## REQUIREMENT
Each line from the one containing "items.len()" through the end of the data is to be written out exactly, and nothing more.

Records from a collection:
┄┄┄┄┄┄┄┄┄┄┄┄┄┄┄┄┄┄┄┄

use std::time::Duration;

use url::Url;

use crate::error::Error;

/// Literal prepended to every read response to defeat script-tag inclusion.
pub const DEFAULT_HIJACK_PREFIX: &str = ")]}'";

/// Marker the service puts in the authentication slot for signed-out sessions.
pub const DEFAULT_UNAUTHENTICATED_MARKER: &str = "GgA=";

/// Cookies whose presence marks a jar as belonging to a signed-in account.
pub const DEFAULT_IDENTITY_COOKIES: [&str; 2] = ["__Secure-1PSID", "__Secure-3PSID"];

const DEFAULT_USER_AGENT: &str =
    "Mozilla/5.0 (X11; Ubuntu; Linux x86_64; rv:109.0) Gecko/20100101 Firefox/115.0";
const DEFAULT_SIGNED_OUT_MARKER: &str = "Sign in - Google Accounts";

// Map rendering parameters. The service refuses the read without them but
// their content is irrelevant to location sharing.
const DEFAULT_PB: &str = "!1m7!8m6!1m3!1i14!2i8413!3i5385!2i6!3x4095\
    !2m3!1e0!2sm!3i407105169!3m7!2sen!5e1105!12m4\
    !1e68!2m2!1sset!2sRoadmap!4e1!5m4!1e4!8m2!1e0!\
    1e1!6m9!1e12!2i2!26m1!4b1!30m1!\
    1f1.3953487873077393!39b1!44e1!50e0!23i4111425";

/// Location-sharing client configuration.
///
/// Every field has a working default; the service contract is undocumented,
/// so the endpoint, markers and cookie names are all overridable without a
/// code change.
///
/// ```rust,ignore
/// use location_sharing::Config;
///
/// let config = Config::new()
///     .with_cache_ttl(std::time::Duration::from_secs(60))
///     .with_unauthenticated_marker("GgA=");
/// ```
#[derive(Debug, Clone)]
#[non_exhaustive]
pub struct Config {
    pub(crate) read_url: Url,
    pub(crate) read_params: Vec<(String, String)>,
    pub(crate) probe_url: Url,
    pub(crate) logout_url: Url,
    pub(crate) signed_out_marker: String,
    pub(crate) hijack_prefix: String,
    pub(crate) unauthenticated_marker: String,
    pub(crate) identity_cookies: Vec<String>,
    pub(crate) user_agent: String,
    pub(crate) referer: String,
    pub(crate) timeout: Duration,
    pub(crate) cache_ttl: Duration,
}

impl Default for Config {
    fn default() -> Self {
        Self::new()
    }
}

impl Config {
    /// Create a configuration pointing at the live service.
    #[must_use]
    pub fn new() -> Self {
        Self {
            read_url: "https://www.google.com/maps/rpc/locationsharing/read"
                .parse()
                .expect("valid default URL"),
            read_params: vec![
                ("authuser".into(), "0".into()),
                ("hl".into(), "en".into()),
                ("gl".into(), "us".into()),
                ("pb".into(), DEFAULT_PB.into()),
            ],
            probe_url: "https://accounts.google.com"
                .parse()
                .expect("valid default URL"),
            logout_url: "https://accounts.google.com/Logout"
                .parse()
                .expect("valid default URL"),
            signed_out_marker: DEFAULT_SIGNED_OUT_MARKER.into(),
            hijack_prefix: DEFAULT_HIJACK_PREFIX.into(),
            unauthenticated_marker: DEFAULT_UNAUTHENTICATED_MARKER.into(),
            identity_cookies: DEFAULT_IDENTITY_COOKIES
                .iter()
                .map(|s| (*s).to_string())
                .collect(),
            user_agent: DEFAULT_USER_AGENT.into(),
            referer: "https://www.google.com".into(),
            timeout: Duration::from_secs(30),
            cache_ttl: Duration::from_secs(30),
        }
    }

    /// Create configuration from environment variables.
    ///
    /// # Optional env vars
    /// - `LOCATION_SHARING_READ_URL`: Override the location read endpoint
    /// - `LOCATION_SHARING_PROBE_URL`: Override the session liveness probe
    /// - `LOCATION_SHARING_LOGOUT_URL`: Override the logout endpoint
    /// - `LOCATION_SHARING_UNAUTHENTICATED_MARKER`: Signed-out marker value
    /// - `LOCATION_SHARING_IDENTITY_COOKIES`: Comma-separated cookie names
    /// - `LOCATION_SHARING_TIMEOUT_SECS`: Request timeout in seconds
    /// - `LOCATION_SHARING_CACHE_TTL_SECS`: Response cache lifetime in seconds
    ///
    /// # Errors
    ///
    /// Returns [`Error::Config`] if a variable is set to an invalid value.
    pub fn from_env() -> Result<Self, Error> {
        Self::from_lookup(|key| std::env::var(key).ok())
    }

    pub(crate) fn from_lookup(lookup: impl Fn(&str) -> Option<String>) -> Result<Self, Error> {
        let mut config = Self::new();

        if let Some(url) = lookup("LOCATION_SHARING_READ_URL") {
            config = config.with_read_url(parse_url("LOCATION_SHARING_READ_URL", &url)?);
        }
        if let Some(url) = lookup("LOCATION_SHARING_PROBE_URL") {
            config = config.with_probe_url(parse_url("LOCATION_SHARING_PROBE_URL", &url)?);
        }
        if let Some(url) = lookup("LOCATION_SHARING_LOGOUT_URL") {
            config = config.with_logout_url(parse_url("LOCATION_SHARING_LOGOUT_URL", &url)?);
        }
        if let Some(marker) = lookup("LOCATION_SHARING_UNAUTHENTICATED_MARKER") {
            config = config.with_unauthenticated_marker(marker);
        }
        if let Some(names) = lookup("LOCATION_SHARING_IDENTITY_COOKIES") {
            let names: Vec<String> = names
                .split(',')
                .map(|s| s.trim().to_string())
                .filter(|s| !s.is_empty())
                .collect();
            if names.is_empty() {
                return Err(Error::Config(
                    "LOCATION_SHARING_IDENTITY_COOKIES must name at least one cookie".into(),
                ));
            }
            config = config.with_identity_cookies(names);
        }
        if let Some(secs) = lookup("LOCATION_SHARING_TIMEOUT_SECS") {
            config = config.with_timeout(parse_secs("LOCATION_SHARING_TIMEOUT_SECS", &secs)?);
        }
        if let Some(secs) = lookup("LOCATION_SHARING_CACHE_TTL_SECS") {
            config =
                config.with_cache_ttl(parse_secs("LOCATION_SHARING_CACHE_TTL_SECS", &secs)?);
        }

        Ok(config)
    }

    /// Override the location read endpoint.
    #[must_use]
    pub fn with_read_url(mut self, url: Url) -> Self {
        self.read_url = url;
        self
    }

    /// Replace the query parameters sent with every read.
    #[must_use]
    pub fn with_read_params(mut self, params: Vec<(String, String)>) -> Self {
        self.read_params = params;
        self
    }

    /// Override the URL used to check whether the cookies are still signed in.
    #[must_use]
    pub fn with_probe_url(mut self, url: Url) -> Self {
        self.probe_url = url;
        self
    }

    #[must_use]
    pub fn with_logout_url(mut self, url: Url) -> Self {
        self.logout_url = url;
        self
    }

    /// Page text that identifies a signed-out probe response.
    #[must_use]
    pub fn with_signed_out_marker(mut self, marker: impl Into<String>) -> Self {
        self.signed_out_marker = marker.into();
        self
    }

    #[must_use]
    pub fn with_hijack_prefix(mut self, prefix: impl Into<String>) -> Self {
        self.hijack_prefix = prefix.into();
        self
    }

    /// Value of the authentication slot that means "not signed in"
    /// (default: `"GgA="`).
    #[must_use]
    pub fn with_unauthenticated_marker(mut self, marker: impl Into<String>) -> Self {
        self.unauthenticated_marker = marker.into();
        self
    }

    /// Cookie names accepted as proof of a signed-in session.
    #[must_use]
    pub fn with_identity_cookies(mut self, names: Vec<String>) -> Self {
        self.identity_cookies = names;
        self
    }

    #[must_use]
    pub fn with_user_agent(mut self, user_agent: impl Into<String>) -> Self {
        self.user_agent = user_agent.into();
        self
    }

    #[must_use]
    pub fn with_referer(mut self, referer: impl Into<String>) -> Self {
        self.referer = referer.into();
        self
    }

    /// Per-request timeout applied by the HTTP client (default: 30s).
    #[must_use]
    pub fn with_timeout(mut self, timeout: Duration) -> Self {
        self.timeout = timeout;
        self
    }

    /// How long a fetched response is reused before the next fetch (default: 30s).
    #[must_use]
    pub fn with_cache_ttl(mut self, ttl: Duration) -> Self {
        self.cache_ttl = ttl;
        self
    }

    #[must_use]
    pub fn read_url(&self) -> &Url {
        &self.read_url
    }

    #[must_use]
    pub fn read_params(&self) -> &[(String, String)] {
        &self.read_params
    }

    #[must_use]
    pub fn probe_url(&self) -> &Url {
        &self.probe_url
    }

    #[must_use]
    pub fn logout_url(&self) -> &Url {
        &self.logout_url
    }

    #[must_use]
    pub fn signed_out_marker(&self) -> &str {
        &self.signed_out_marker
    }

    #[must_use]
    pub fn hijack_prefix(&self) -> &str {
        &self.hijack_prefix
    }

    #[must_use]
    pub fn unauthenticated_marker(&self) -> &str {
        &self.unauthenticated_marker
    }

    #[must_use]
    pub fn identity_cookies(&self) -> &[String] {
        &self.identity_cookies
    }

    #[must_use]
    pub fn user_agent(&self) -> &str {
        &self.user_agent
    }

    #[must_use]
    pub fn referer(&self) -> &str {
        &self.referer
    }

    #[must_use]
    pub fn timeout(&self) -> Duration {
        self.timeout
    }

    #[must_use]
    pub fn cache_ttl(&self) -> Duration {
        self.cache_ttl
    }
}

fn parse_url(var: &str, value: &str) -> Result<Url, Error> {
    value
        .parse()
        .map_err(|e| Error::Config(format!("{var}: {e}")))
}

fn parse_secs(var: &str, value: &str) -> Result<Duration, Error> {
    value
        .trim()
        .parse::<u64>()
        .map(Duration::from_secs)
        .map_err(|e| Error::Config(format!("{var}: {e}")))
}
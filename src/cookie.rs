use std::fmt;
use std::str::FromStr;

use crate::error::Error;

/// Cookie expiry as written in a Netscape cookie file.
#[derive(Debug, Clone, Copy, PartialEq, Eq)]
pub enum Expiry {
    /// `0`: the cookie lives for the browser session only.
    Session,
    /// Absolute expiry in epoch seconds.
    At(i64),
}

impl Expiry {
    #[must_use]
    pub fn as_unix_seconds(&self) -> Option<i64> {
        match self {
            Self::Session => None,
            Self::At(secs) => Some(*secs),
        }
    }
}

/// One line of a Netscape-format cookie file:
/// `domain include_subdomains path secure expiry name value [rest...]`.
#[derive(Clone, PartialEq, Eq)]
#[non_exhaustive]
pub struct Cookie {
    pub domain: String,
    /// `TRUE` in the second column. A cookie without it is host-only.
    pub include_subdomains: bool,
    pub path: String,
    pub secure: bool,
    pub expiry: Expiry,
    pub name: String,
    pub value: String,
    /// Any columns after the value, joined by single spaces.
    pub rest: Option<String>,
}

impl Cookie {
    #[must_use]
    pub fn host_only(&self) -> bool {
        !self.include_subdomains
    }

    /// Domain without the leading dot some exporters add.
    #[must_use]
    pub fn host(&self) -> &str {
        self.domain.trim_start_matches('.')
    }

    /// Renders the cookie as a `Set-Cookie` header value for installing into a jar.
    pub(crate) fn to_set_cookie(&self) -> String {
        let mut header = format!("{}={}; Path={}", self.name, self.value, self.path);
        if self.include_subdomains {
            header.push_str("; Domain=");
            header.push_str(self.host());
        }
        if self.secure {
            header.push_str("; Secure");
        }
        header
    }
}

// Values are credentials: keep them out of logs.
impl fmt::Debug for Cookie {
    fn fmt(&self, f: &mut fmt::Formatter<'_>) -> fmt::Result {
        f.debug_struct("Cookie")
            .field("domain", &self.domain)
            .field("include_subdomains", &self.include_subdomains)
            .field("path", &self.path)
            .field("secure", &self.secure)
            .field("expiry", &self.expiry)
            .field("name", &self.name)
            .field("value", &"<redacted>")
            .finish_non_exhaustive()
    }
}

impl FromStr for Cookie {
    type Err = String;

    fn from_str(line: &str) -> Result<Self, Self::Err> {
        let fields: Vec<&str> = line.split_whitespace().collect();
        if fields.len() < 7 {
            return Err(format!("expected at least 7 fields, found {}", fields.len()));
        }

        let expiry = match fields[4].parse::<i64>() {
            Ok(0) => Expiry::Session,
            Ok(secs) => Expiry::At(secs),
            Err(_) => return Err(format!("expiry {:?} is not an integer", fields[4])),
        };

        let rest = (fields.len() > 7).then(|| fields[7..].join(" "));

        Ok(Self {
            domain: fields[0].to_string(),
            include_subdomains: parse_flag("subdomain flag", fields[1])?,
            path: fields[2].to_string(),
            secure: parse_flag("secure flag", fields[3])?,
            expiry,
            name: fields[5].to_string(),
            value: fields[6].to_string(),
            rest,
        })
    }
}

fn parse_flag(what: &str, raw: &str) -> Result<bool, String> {
    if raw.eq_ignore_ascii_case("TRUE") {
        Ok(true)
    } else if raw.eq_ignore_ascii_case("FALSE") {
        Ok(false)
    } else {
        Err(format!("{what} {raw:?} is neither TRUE nor FALSE"))
    }
}

/// Parses a whole cookie file. Blank lines and `#` comments are skipped.
///
/// Any malformed line rejects the entire source; a partial jar is never returned.
///
/// # Errors
///
/// Returns [`Error::MalformedCookieData`] with the 1-based line number of the
/// first line that fails to parse.
pub fn parse_cookie_source(text: &str) -> Result<Vec<Cookie>, Error> {
    text.lines()
        .enumerate()
        .filter(|(_, line)| {
            let trimmed = line.trim();
            !trimmed.is_empty() && !trimmed.starts_with('#')
        })
        .map(|(index, line)| {
            line.parse::<Cookie>()
                .map_err(|reason| Error::MalformedCookieData {
                    line: index + 1,
                    reason,
                })
        })
        .collect()
}

/// Returns `true` if any cookie carries one of the identity names.
#[must_use]
pub fn has_identity_cookie(cookies: &[Cookie], identity_names: &[String]) -> bool {
    cookies
        .iter()
        .any(|c| identity_names.iter().any(|name| *name == c.name))
}
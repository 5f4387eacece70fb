use serde_json::Value;

use crate::error::Error;
use crate::value;

/// Position of the shared-location entry list.
pub(crate) const SHARED_ENTRIES: usize = 0;
/// Position of the authentication-state marker.
pub(crate) const AUTH_MARKER: usize = 6;
/// Position of the signed-in account's own data.
pub(crate) const ACCOUNT: usize = 9;

/// The top-level JSON array returned by the read endpoint.
///
/// Nothing in it is named; see [`crate::value`] for guarded access.
#[derive(Debug, Clone, PartialEq)]
pub struct RawEnvelope {
    value: Value,
}

impl RawEnvelope {
    /// The stand-in used when the service answers with a non-success status.
    /// It decodes to no people.
    #[must_use]
    pub fn empty() -> Self {
        Self {
            value: Value::Array(Vec::new()),
        }
    }

    #[must_use]
    pub fn from_value(value: Value) -> Self {
        Self { value }
    }

    /// Strips the hijack prefix from a response body and parses the rest.
    ///
    /// # Errors
    ///
    /// Returns [`Error::InvalidEnvelope`] if the prefix is absent, the
    /// remainder is not JSON, or the JSON is not an array.
    pub fn parse(body: &str, hijack_prefix: &str) -> Result<Self, Error> {
        let json = body
            .trim_start()
            .strip_prefix(hijack_prefix)
            .ok_or_else(|| {
                Error::InvalidEnvelope(format!("response does not start with {hijack_prefix:?}"))
            })?;
        let value: Value = serde_json::from_str(json)
            .map_err(|e| Error::InvalidEnvelope(format!("response is not JSON: {e}")))?;
        if !value.is_array() {
            return Err(Error::InvalidEnvelope("top-level value is not an array".into()));
        }
        Ok(Self { value })
    }

    /// `true` for the non-success stand-in (or any envelope with no positions).
    #[must_use]
    pub fn is_empty(&self) -> bool {
        self.value.as_array().is_none_or(Vec::is_empty)
    }

    #[must_use]
    pub fn as_value(&self) -> &Value {
        &self.value
    }

    /// The shared-location entries. A `null` or absent list is empty.
    ///
    /// # Errors
    ///
    /// Returns [`Error::InvalidEnvelope`] if the list position holds something
    /// other than an array.
    pub fn shared_entries(&self) -> Result<&[Value], Error> {
        match value::array_at(&self.value, &[SHARED_ENTRIES]) {
            Ok(entries) => Ok(entries),
            Err(value::PathError::Missing { .. }) => Ok(&[]),
            Err(e) => Err(Error::envelope(e)),
        }
    }

    /// Reads the authentication marker.
    ///
    /// Returns `Ok(false)` when the marker is present but `null`, empty, or
    /// equal to `unauthenticated_marker`.
    ///
    /// # Errors
    ///
    /// Returns [`Error::InvalidEnvelope`] if the marker position does not exist.
    pub fn validate_authenticated(&self, unauthenticated_marker: &str) -> Result<bool, Error> {
        let items = self
            .value
            .as_array()
            .ok_or_else(|| Error::InvalidEnvelope("top-level value is not an array".into()))?;
        let marker = items.get(AUTH_MARKER).ok_or_else(|| {
            Error::InvalidEnvelope(format!(
                "authentication marker at position {AUTH_MARKER} is absent ({} positions)",
                items.len()
            ))
        })?;
        Ok(match marker {
            Value::Null => false,
            Value::String(s) => !s.is_empty() && s != unauthenticated_marker,
            Value::Array(a) => !a.is_empty(),
            _ => true,
        })
    }
}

┄┄┄┄┄┄┄┄┄┄┄┄┄┄┄┄┄┄┄┄

## EXPECTED ANSWER
                items.len()
            ))
        })?;
        Ok(match marker {
            Value::Null => false,
            Value::String(s) => !s.is_empty() && s != unauthenticated_marker,
            Value::Array(a) => !a.is_empty(),
            _ => true,
        })
    }
}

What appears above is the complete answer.